**TASK INSTRUCTIONS**
Repeat only the stretch of lines below that runs from the line with "let pre = |c: u8|" through the line with "local = target.translate(origin.negate()).intersect(&pb.rect());", unaltered.

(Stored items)
<<<<
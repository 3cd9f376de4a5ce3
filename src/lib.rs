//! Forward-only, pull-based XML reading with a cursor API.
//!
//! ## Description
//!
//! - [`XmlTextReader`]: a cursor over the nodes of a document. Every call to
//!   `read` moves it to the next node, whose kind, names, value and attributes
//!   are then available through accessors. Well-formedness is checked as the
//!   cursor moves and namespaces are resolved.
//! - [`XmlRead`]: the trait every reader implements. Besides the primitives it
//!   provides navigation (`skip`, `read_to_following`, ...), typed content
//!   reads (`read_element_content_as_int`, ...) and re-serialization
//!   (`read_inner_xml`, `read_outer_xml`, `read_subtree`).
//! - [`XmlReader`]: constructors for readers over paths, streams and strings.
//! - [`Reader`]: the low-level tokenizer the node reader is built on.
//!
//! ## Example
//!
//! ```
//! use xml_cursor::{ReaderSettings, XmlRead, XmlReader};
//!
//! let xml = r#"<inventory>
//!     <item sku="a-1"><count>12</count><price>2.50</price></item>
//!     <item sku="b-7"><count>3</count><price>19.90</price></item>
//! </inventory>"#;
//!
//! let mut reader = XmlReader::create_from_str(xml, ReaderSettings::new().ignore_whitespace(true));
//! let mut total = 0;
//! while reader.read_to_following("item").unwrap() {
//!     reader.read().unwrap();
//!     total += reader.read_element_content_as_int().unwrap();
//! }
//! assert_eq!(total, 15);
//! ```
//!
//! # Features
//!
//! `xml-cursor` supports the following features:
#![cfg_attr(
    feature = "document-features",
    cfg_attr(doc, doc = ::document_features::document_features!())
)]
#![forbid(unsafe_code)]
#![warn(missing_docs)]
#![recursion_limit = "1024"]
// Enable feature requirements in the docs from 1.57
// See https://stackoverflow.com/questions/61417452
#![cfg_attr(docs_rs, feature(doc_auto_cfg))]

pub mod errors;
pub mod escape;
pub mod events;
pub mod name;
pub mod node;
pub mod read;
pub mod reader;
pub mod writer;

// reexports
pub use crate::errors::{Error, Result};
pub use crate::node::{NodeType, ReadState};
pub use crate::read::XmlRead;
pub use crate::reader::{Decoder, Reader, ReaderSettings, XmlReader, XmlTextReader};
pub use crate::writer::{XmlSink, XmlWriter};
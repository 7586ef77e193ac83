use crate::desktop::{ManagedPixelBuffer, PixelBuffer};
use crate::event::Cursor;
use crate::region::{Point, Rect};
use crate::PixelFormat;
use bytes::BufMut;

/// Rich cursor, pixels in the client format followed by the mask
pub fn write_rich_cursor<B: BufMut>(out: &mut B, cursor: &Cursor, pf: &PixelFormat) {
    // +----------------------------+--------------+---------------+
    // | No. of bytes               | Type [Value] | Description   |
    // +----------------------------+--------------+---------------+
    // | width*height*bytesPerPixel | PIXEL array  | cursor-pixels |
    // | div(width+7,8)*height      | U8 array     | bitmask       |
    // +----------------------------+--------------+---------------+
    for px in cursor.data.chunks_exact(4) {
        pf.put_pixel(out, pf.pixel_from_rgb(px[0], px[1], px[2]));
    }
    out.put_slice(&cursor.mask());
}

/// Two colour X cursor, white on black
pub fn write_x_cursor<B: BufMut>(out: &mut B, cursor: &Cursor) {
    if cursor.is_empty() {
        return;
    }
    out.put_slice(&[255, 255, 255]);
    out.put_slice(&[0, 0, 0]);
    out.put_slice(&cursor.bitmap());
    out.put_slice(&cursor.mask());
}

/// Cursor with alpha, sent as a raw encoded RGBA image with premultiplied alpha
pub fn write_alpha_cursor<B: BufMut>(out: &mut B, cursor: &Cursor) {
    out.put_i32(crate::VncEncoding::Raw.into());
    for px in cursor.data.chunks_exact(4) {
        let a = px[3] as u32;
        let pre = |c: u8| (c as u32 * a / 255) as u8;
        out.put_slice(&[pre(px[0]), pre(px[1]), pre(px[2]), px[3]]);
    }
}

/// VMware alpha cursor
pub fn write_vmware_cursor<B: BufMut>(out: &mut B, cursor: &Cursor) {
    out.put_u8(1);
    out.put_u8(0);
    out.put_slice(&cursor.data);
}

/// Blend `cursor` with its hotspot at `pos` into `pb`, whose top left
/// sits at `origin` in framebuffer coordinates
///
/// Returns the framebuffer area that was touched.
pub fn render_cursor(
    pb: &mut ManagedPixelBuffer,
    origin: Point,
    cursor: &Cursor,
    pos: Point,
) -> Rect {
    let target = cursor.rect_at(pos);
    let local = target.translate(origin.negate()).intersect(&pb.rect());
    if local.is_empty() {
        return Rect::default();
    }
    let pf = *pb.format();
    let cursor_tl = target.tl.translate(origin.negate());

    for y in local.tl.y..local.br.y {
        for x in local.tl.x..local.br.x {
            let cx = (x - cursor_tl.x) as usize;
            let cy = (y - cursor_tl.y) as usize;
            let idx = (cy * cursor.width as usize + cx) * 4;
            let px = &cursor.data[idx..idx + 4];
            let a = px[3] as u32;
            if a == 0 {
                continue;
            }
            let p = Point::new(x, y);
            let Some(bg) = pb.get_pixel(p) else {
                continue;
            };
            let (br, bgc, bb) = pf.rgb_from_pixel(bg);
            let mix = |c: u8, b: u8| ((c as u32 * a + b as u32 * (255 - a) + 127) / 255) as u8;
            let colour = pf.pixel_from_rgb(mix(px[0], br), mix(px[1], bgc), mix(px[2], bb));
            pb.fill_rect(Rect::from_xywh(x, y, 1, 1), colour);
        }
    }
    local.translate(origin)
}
>>>>
**REPLY**
        let pre = |c: u8| (c as u32 * a / 255) as u8;
        out.put_slice(&[pre(px[0]), pre(px[1]), pre(px[2]), px[3]]);
    }
}

/// VMware alpha cursor
pub fn write_vmware_cursor<B: BufMut>(out: &mut B, cursor: &Cursor) {
    out.put_u8(1);
    out.put_u8(0);
    out.put_slice(&cursor.data);
}

/// Blend `cursor` with its hotspot at `pos` into `pb`, whose top left
/// sits at `origin` in framebuffer coordinates
///
/// Returns the framebuffer area that was touched.
pub fn render_cursor(
    pb: &mut ManagedPixelBuffer,
    origin: Point,
    cursor: &Cursor,
    pos: Point,
) -> Rect {
    let target = cursor.rect_at(pos);
    let local = target.translate(origin.negate()).intersect(&pb.rect());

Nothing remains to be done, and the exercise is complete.